> _DATASET EXCERPTS_

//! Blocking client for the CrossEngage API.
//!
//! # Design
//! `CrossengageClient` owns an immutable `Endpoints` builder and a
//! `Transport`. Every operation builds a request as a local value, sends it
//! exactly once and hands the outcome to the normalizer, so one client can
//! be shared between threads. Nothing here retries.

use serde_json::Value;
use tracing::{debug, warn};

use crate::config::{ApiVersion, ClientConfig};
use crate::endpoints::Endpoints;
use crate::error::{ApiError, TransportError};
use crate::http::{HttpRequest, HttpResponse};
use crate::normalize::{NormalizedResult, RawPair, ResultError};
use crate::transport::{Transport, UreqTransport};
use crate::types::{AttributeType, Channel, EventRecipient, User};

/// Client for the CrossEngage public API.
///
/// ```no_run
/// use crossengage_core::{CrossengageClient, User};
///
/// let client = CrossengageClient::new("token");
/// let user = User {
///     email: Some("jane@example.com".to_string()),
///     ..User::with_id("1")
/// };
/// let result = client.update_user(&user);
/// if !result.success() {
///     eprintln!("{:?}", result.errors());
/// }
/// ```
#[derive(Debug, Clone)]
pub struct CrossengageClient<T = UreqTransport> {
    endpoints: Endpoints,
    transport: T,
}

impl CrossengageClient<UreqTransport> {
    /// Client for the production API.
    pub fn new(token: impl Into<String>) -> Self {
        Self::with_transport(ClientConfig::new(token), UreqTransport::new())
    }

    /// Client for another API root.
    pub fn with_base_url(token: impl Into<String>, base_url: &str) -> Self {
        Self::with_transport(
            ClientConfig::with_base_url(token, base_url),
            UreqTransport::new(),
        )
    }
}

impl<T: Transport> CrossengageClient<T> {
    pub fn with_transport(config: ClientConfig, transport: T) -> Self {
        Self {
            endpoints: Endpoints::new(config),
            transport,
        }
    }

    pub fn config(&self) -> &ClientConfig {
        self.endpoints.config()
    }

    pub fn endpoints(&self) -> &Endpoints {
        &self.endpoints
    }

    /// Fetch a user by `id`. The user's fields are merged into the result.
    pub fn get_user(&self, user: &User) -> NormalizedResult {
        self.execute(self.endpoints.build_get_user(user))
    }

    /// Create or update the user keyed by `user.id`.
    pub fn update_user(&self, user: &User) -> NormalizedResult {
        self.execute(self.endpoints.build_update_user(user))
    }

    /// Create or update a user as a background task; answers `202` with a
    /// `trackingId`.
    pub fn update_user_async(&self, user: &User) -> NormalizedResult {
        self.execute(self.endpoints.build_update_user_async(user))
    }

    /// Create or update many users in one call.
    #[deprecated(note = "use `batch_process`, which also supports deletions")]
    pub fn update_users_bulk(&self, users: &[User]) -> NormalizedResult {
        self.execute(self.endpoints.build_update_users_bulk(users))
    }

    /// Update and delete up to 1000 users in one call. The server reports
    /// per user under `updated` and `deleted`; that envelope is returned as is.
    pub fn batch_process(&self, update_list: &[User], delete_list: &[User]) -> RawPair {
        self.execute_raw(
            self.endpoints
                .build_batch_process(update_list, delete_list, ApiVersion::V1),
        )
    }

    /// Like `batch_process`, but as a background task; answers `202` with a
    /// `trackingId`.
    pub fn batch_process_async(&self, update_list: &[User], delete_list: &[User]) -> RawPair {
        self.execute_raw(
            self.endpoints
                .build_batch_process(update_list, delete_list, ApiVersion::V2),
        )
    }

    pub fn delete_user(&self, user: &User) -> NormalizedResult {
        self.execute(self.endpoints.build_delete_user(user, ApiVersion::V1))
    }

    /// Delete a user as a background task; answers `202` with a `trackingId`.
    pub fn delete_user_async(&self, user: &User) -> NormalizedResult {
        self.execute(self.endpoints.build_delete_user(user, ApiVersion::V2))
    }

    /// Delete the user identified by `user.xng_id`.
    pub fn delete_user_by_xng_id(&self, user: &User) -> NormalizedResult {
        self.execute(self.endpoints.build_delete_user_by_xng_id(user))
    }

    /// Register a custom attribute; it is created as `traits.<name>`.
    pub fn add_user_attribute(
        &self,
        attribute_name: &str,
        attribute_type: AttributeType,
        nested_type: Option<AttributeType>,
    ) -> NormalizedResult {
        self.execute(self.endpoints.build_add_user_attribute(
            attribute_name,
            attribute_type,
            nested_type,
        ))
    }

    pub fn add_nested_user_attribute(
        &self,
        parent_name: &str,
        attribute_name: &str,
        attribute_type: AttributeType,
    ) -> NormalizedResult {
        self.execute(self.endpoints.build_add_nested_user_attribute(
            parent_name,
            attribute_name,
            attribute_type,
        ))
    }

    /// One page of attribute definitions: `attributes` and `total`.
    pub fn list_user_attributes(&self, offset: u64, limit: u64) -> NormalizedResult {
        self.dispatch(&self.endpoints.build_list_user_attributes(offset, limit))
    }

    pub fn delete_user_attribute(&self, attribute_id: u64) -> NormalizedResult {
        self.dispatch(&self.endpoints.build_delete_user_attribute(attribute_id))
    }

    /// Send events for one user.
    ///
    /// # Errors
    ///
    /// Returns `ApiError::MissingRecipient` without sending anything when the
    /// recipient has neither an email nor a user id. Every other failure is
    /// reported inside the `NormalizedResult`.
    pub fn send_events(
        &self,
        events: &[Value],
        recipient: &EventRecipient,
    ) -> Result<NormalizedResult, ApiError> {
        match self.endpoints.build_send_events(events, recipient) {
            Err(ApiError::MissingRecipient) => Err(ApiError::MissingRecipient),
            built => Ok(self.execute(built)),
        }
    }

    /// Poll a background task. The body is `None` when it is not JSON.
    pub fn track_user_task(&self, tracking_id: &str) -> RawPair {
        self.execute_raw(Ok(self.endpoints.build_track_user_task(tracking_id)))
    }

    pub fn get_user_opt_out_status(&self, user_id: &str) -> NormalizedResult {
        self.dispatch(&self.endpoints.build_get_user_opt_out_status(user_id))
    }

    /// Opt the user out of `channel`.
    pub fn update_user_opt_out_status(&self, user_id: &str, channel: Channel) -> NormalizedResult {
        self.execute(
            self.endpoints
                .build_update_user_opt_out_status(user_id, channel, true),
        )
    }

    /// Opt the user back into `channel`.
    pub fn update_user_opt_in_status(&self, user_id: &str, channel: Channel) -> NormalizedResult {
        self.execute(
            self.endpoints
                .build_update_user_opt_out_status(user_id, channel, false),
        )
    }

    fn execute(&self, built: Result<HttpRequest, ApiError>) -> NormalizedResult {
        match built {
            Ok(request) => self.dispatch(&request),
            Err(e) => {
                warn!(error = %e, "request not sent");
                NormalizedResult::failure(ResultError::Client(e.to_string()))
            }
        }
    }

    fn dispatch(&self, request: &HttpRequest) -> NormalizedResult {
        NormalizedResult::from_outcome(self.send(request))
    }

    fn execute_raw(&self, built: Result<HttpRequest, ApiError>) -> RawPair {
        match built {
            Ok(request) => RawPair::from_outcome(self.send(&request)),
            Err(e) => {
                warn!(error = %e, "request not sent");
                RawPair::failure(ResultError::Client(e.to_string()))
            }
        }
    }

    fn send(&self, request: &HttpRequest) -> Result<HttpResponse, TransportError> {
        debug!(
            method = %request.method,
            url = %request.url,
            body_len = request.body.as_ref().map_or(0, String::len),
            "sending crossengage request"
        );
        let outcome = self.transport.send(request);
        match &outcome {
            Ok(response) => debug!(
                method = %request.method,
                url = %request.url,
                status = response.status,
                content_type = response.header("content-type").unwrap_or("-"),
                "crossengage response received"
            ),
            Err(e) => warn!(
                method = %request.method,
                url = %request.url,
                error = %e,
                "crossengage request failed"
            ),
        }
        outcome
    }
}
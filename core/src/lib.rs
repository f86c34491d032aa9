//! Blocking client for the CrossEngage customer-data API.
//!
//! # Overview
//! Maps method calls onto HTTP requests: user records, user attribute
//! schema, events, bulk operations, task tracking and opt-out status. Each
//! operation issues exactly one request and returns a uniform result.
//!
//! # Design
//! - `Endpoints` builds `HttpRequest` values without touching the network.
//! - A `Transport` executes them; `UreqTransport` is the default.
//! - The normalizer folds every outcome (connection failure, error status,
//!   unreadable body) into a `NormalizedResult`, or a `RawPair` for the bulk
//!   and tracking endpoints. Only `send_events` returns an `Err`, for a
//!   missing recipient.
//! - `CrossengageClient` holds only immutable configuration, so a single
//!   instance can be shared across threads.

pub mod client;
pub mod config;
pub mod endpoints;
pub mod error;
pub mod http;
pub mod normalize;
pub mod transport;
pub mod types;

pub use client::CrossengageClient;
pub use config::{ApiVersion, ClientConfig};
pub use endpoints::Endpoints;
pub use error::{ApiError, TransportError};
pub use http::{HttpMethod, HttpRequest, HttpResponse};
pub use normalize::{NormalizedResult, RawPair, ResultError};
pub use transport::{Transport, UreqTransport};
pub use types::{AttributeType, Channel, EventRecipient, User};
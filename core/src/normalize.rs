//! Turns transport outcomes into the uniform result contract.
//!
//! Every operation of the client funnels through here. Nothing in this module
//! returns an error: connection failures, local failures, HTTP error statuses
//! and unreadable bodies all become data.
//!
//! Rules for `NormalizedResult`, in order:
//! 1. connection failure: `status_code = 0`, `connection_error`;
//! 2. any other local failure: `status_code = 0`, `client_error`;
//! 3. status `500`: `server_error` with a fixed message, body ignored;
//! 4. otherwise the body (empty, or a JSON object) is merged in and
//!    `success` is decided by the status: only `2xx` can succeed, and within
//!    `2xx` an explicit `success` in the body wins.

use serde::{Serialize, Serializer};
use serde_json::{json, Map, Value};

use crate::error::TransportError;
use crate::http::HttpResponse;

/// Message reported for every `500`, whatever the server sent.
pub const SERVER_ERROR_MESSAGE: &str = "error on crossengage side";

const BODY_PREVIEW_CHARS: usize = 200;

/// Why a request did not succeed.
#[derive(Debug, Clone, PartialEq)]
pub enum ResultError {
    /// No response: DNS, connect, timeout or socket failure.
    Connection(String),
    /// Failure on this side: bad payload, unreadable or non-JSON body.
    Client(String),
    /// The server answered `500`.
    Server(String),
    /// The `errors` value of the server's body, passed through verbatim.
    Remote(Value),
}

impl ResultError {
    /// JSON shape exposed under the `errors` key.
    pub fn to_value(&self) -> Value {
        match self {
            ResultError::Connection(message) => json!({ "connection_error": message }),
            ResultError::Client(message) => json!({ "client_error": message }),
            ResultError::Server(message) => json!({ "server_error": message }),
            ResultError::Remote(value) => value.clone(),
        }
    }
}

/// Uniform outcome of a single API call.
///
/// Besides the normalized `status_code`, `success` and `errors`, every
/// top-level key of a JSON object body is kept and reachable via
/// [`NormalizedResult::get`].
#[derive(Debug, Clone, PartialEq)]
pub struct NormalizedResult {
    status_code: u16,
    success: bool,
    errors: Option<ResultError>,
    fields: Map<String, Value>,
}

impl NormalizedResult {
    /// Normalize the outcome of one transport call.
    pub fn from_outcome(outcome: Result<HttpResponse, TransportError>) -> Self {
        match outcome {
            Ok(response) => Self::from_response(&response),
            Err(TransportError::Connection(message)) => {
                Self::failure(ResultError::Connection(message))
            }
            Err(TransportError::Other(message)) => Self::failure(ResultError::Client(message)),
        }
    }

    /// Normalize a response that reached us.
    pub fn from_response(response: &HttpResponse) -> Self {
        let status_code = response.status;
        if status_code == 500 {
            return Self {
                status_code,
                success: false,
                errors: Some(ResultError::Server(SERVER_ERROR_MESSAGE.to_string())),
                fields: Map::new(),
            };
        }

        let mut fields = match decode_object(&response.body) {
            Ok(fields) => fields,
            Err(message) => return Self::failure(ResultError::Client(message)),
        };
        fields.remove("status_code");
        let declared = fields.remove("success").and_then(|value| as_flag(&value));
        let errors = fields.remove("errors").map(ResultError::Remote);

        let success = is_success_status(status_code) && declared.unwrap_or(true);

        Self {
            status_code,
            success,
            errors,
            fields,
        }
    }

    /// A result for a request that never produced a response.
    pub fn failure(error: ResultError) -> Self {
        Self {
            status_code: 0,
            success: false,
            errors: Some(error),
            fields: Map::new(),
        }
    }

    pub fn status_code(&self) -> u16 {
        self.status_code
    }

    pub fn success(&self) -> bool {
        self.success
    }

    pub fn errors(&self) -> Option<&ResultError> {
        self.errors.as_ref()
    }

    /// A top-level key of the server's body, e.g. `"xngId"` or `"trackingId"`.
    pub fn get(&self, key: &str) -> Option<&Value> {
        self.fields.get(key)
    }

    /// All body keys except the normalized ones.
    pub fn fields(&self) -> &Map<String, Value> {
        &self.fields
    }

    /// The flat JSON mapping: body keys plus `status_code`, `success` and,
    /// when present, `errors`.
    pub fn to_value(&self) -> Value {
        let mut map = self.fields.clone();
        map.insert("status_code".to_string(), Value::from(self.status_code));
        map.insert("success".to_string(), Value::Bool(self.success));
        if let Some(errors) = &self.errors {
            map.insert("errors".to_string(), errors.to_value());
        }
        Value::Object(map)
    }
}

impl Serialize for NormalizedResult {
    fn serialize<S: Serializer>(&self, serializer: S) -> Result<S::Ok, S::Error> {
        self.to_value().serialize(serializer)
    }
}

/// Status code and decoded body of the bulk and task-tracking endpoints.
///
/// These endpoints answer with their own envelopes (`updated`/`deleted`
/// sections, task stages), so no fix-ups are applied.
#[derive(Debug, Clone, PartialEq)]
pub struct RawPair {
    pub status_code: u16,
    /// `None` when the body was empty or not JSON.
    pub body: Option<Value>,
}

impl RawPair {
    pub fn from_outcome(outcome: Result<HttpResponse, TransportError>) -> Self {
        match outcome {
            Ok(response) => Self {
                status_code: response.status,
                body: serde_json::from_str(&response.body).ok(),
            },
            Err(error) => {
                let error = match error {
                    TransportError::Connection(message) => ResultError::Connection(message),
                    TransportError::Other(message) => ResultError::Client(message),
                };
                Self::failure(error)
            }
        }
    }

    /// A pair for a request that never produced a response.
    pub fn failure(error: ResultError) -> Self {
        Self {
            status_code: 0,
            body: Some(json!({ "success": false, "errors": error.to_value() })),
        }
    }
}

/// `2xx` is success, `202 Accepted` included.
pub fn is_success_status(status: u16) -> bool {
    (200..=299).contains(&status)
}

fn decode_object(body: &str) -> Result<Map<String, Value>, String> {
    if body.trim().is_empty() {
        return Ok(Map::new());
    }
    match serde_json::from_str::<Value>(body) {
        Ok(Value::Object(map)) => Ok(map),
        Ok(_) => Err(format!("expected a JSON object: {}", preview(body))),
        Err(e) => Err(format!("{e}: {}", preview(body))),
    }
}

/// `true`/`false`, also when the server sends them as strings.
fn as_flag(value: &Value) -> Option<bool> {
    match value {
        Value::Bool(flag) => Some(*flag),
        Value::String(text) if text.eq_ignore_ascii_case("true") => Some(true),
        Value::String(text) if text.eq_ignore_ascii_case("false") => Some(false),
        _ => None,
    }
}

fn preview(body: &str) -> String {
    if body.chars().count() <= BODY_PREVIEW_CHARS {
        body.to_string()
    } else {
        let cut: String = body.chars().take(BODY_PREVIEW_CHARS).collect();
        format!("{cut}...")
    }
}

> _TASK ITEM_
The answer consists of every line above in which the word "under" occurs.

> _SOLUTION TO THE PROBLEM_
    /// per user under `updated` and `deleted`; that envelope is returned as is.
    /// JSON shape exposed under the `errors` key.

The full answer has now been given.